* EXERCISE AIM
Read the records below and report each line in which "chats" occurs.

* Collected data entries
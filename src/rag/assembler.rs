//! Final prompt construction and answer generation, with the citation section
//! appended either to the full reply or as the last chunk of a token stream.

use tokio::sync::mpsc;

use super::filter::RetrievedContext;
use crate::core::errors::ApiError;
use crate::llm::{ChatMessage, LlmService, TokenStream};

const RELAY_BUFFER: usize = 32;

/// Renders the "Learn more" section. Empty when there is nothing to cite.
pub fn format_learn_more(citations: &[String]) -> String {
    if citations.is_empty() {
        return String::new();
    }
    let list = citations
        .iter()
        .enumerate()
        .map(|(i, url)| format!("{}. [{}]({})", i + 1, url, url))
        .collect::<Vec<_>>()
        .join("\n");
    format!("\n\n**Learn more:**\n\n{}", list)
}

/// `[system prompt, retrieved context, ...history, question]`
pub fn build_messages(
    system_prompt: &str,
    context_chunks: &[String],
    history: &[ChatMessage],
    question: &str,
) -> Vec<ChatMessage> {
    let mut messages = Vec::with_capacity(history.len() + 3);
    messages.push(ChatMessage::system(system_prompt));
    messages.push(ChatMessage::system(format!(
        "Additional context:\n{}",
        context_chunks.join("\n\n")
    )));
    messages.extend(history.iter().cloned());
    messages.push(ChatMessage::user(question));
    messages
}

#[derive(Clone)]
pub struct AnswerAssembler {
    llm: LlmService,
}

impl AnswerAssembler {
    pub fn new(llm: LlmService) -> Self {
        Self { llm }
    }

    pub async fn answer(
        &self,
        context: &RetrievedContext,
        system_prompt: &str,
        history: &[ChatMessage],
        question: &str,
    ) -> Result<String, ApiError> {
        let messages = build_messages(system_prompt, &context.context_chunks, history, question);
        let mut answer = self.llm.chat(messages).await?;
        answer.push_str(&format_learn_more(context.citations.urls()));
        Ok(answer)
    }

    /// Starts the model stream and relays its tokens through a new channel.
    ///
    /// A failure before the first token is returned directly. After that,
    /// an upstream error is forwarded as the final item and no citations
    /// follow. Dropping the returned receiver stops the relay and releases
    /// the upstream stream.
    pub async fn stream(
        &self,
        context: &RetrievedContext,
        system_prompt: &str,
        history: &[ChatMessage],
        question: &str,
    ) -> Result<TokenStream, ApiError> {
        let messages = build_messages(system_prompt, &context.context_chunks, history, question);
        let upstream = self.llm.stream_chat(messages).await?;
        let suffix = format_learn_more(context.citations.urls());

        let (tx, rx) = mpsc::channel(RELAY_BUFFER);
        tokio::spawn(relay(upstream, tx, suffix));
        Ok(rx)
    }
}

async fn relay(
    mut upstream: TokenStream,
    tx: mpsc::Sender<Result<String, ApiError>>,
    suffix: String,
) {
    let mut tokens = 0usize;
    loop {
        let item = tokio::select! {
            _ = tx.closed() => {
                tracing::info!("Client disconnected after {} tokens; dropping model stream", tokens);
                return;
            }
            item = upstream.recv() => item,
        };

        match item {
            Some(Ok(token)) => {
                tokens += 1;
                if tx.send(Ok(token)).await.is_err() {
                    tracing::info!("Client disconnected after {} tokens; dropping model stream", tokens);
                    return;
                }
            }
            Some(Err(err)) => {
                tracing::error!("Model stream failed after {} tokens: {}", tokens, err);
                let _ = tx.send(Err(err)).await;
                return;
            }
            None => break,
        }
    }

    if !suffix.is_empty() {
        let _ = tx.send(Ok(suffix)).await;
    }
    tracing::debug!("Relayed {} tokens", tokens);
}

#[cfg(test)]
mod tests {
    use std::sync::atomic::Ordering;
    use std::sync::Arc;
    use std::time::Duration;

    use super::*;
    use crate::llm::tests::{service_with, ScriptedProvider};
    use crate::llm::Role;
    use crate::rag::filter::CitationList;

    fn context(chunks: &[&str], urls: &[&str]) -> RetrievedContext {
        RetrievedContext {
            context_chunks: chunks.iter().map(|c| c.to_string()).collect(),
            citations: urls.iter().collect::<CitationList>(),
        }
    }

    async fn drain(mut rx: TokenStream) -> Vec<Result<String, ApiError>> {
        let mut items = Vec::new();
        while let Some(item) = rx.recv().await {
            items.push(item);
        }
        items
    }

    #[test]
    fn learn_more_section_is_exact() {
        let urls = vec!["https://a".to_string(), "https://b".to_string()];
        assert_eq!(
            format_learn_more(&urls),
            "\n\n**Learn more:**\n\n1. [https://a](https://a)\n2. [https://b](https://b)"
        );
        assert_eq!(format_learn_more(&[]), "");
    }

    #[test]
    fn messages_are_ordered_prompt_context_history_question() {
        let history = vec![
            ChatMessage::user("earlier question"),
            ChatMessage {
                role: Role::Assistant,
                content: "earlier answer".to_string(),
            },
        ];
        let chunks = vec!["first".to_string(), "second".to_string()];

        let messages = build_messages("be helpful", &chunks, &history, "now?");

        assert_eq!(messages.len(), 5);
        assert_eq!(messages[0], ChatMessage::system("be helpful"));
        assert_eq!(
            messages[1],
            ChatMessage::system("Additional context:\nfirst\n\nsecond")
        );
        assert_eq!(messages[2..4], history[..]);
        assert_eq!(messages[4], ChatMessage::user("now?"));
    }

    #[tokio::test]
    async fn answer_appends_citations() {
        let provider = Arc::new(ScriptedProvider::new().reply(Ok("Use Restart-Service.".to_string())));
        let assembler = AnswerAssembler::new(service_with(provider));

        let answer = assembler
            .answer(&context(&["c"], &["https://a"]), "sys", &[], "q")
            .await
            .unwrap();

        assert_eq!(
            answer,
            "Use Restart-Service.\n\n**Learn more:**\n\n1. [https://a](https://a)"
        );
    }

    #[tokio::test]
    async fn empty_context_still_answers_without_section() {
        let provider = Arc::new(ScriptedProvider::new().reply(Ok("I am not sure.".to_string())));
        let assembler = AnswerAssembler::new(service_with(provider.clone()));

        let answer = assembler
            .answer(&RetrievedContext::default(), "sys", &[], "q")
            .await
            .unwrap();

        assert_eq!(answer, "I am not sure.");
        let chats = provider.recorded_chats();
        assert_eq!(chats[0].messages[1].content, "Additional context:\n");
    }

    #[tokio::test]
    async fn answer_failure_is_fatal() {
        let provider = Arc::new(
            ScriptedProvider::new().reply(Err(ApiError::Internal("model down".to_string()))),
        );
        let assembler = AnswerAssembler::new(service_with(provider));

        let result = assembler
            .answer(&context(&["c"], &["https://a"]), "sys", &[], "q")
            .await;
        assert!(result.is_err());
    }

    #[tokio::test]
    async fn stream_relays_tokens_then_citations() {
        let provider = Arc::new(ScriptedProvider::new().stream_tokens(&["Use ", "Get-", "Service."]));
        let assembler = AnswerAssembler::new(service_with(provider));

        let rx = assembler
            .stream(&context(&["c"], &["https://a", "https://b"]), "sys", &[], "q")
            .await
            .unwrap();
        let items: Vec<String> = drain(rx).await.into_iter().map(Result::unwrap).collect();

        assert_eq!(
            items,
            vec![
                "Use ".to_string(),
                "Get-".to_string(),
                "Service.".to_string(),
                "\n\n**Learn more:**\n\n1. [https://a](https://a)\n2. [https://b](https://b)"
                    .to_string(),
            ]
        );
    }

    #[tokio::test]
    async fn stream_without_citations_ends_after_tokens() {
        let provider = Arc::new(ScriptedProvider::new().stream_tokens(&["only"]));
        let assembler = AnswerAssembler::new(service_with(provider));

        let rx = assembler
            .stream(&RetrievedContext::default(), "sys", &[], "q")
            .await
            .unwrap();
        let items = drain(rx).await;

        assert_eq!(items.len(), 1);
        assert_eq!(items[0].as_ref().unwrap(), "only");
    }

    #[tokio::test]
    async fn mid_stream_error_is_terminal_and_skips_citations() {
        let provider = Arc::new(
            ScriptedProvider::new()
                .stream_tokens(&["partial"])
                .stream_item(Err(ApiError::Internal("connection reset".to_string())))
                .stream_tokens(&["never"]),
        );
        let assembler = AnswerAssembler::new(service_with(provider));

        let rx = assembler
            .stream(&context(&["c"], &["https://a"]), "sys", &[], "q")
            .await
            .unwrap();
        let items = drain(rx).await;

        assert_eq!(items.len(), 2);
        assert_eq!(items[0].as_ref().unwrap(), "partial");
        assert!(items[1].is_err());
    }

    #[tokio::test]
    async fn stream_start_failure_is_returned_directly() {
        let provider = Arc::new(ScriptedProvider::new().fail_stream_start("unauthorized"));
        let assembler = AnswerAssembler::new(service_with(provider));

        let err = assembler
            .stream(&RetrievedContext::default(), "sys", &[], "q")
            .await
            .unwrap_err();
        assert!(err.to_string().contains("unauthorized"));
    }

    #[tokio::test]
    async fn dropping_the_receiver_releases_the_model_stream() {
        let provider = Arc::new(
            ScriptedProvider::new()
                .stream_tokens(&["first"])
                .hold_stream_open(),
        );
        let released = provider.stream_released();
        let assembler = AnswerAssembler::new(service_with(provider));

        let mut rx = assembler
            .stream(&context(&["c"], &["https://a"]), "sys", &[], "q")
            .await
            .unwrap();
        assert_eq!(rx.recv().await.unwrap().unwrap(), "first");
        drop(rx);

        tokio::time::timeout(Duration::from_secs(2), async {
            while !released.load(Ordering::SeqCst) {
                tokio::time::sleep(Duration::from_millis(10)).await;
            }
        })
        .await
        .expect("model stream was not released");
    }
}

* RESPONSE
        let chats = provider.recorded_chats();
        assert_eq!(chats[0].messages[1].content, "Additional context:\n");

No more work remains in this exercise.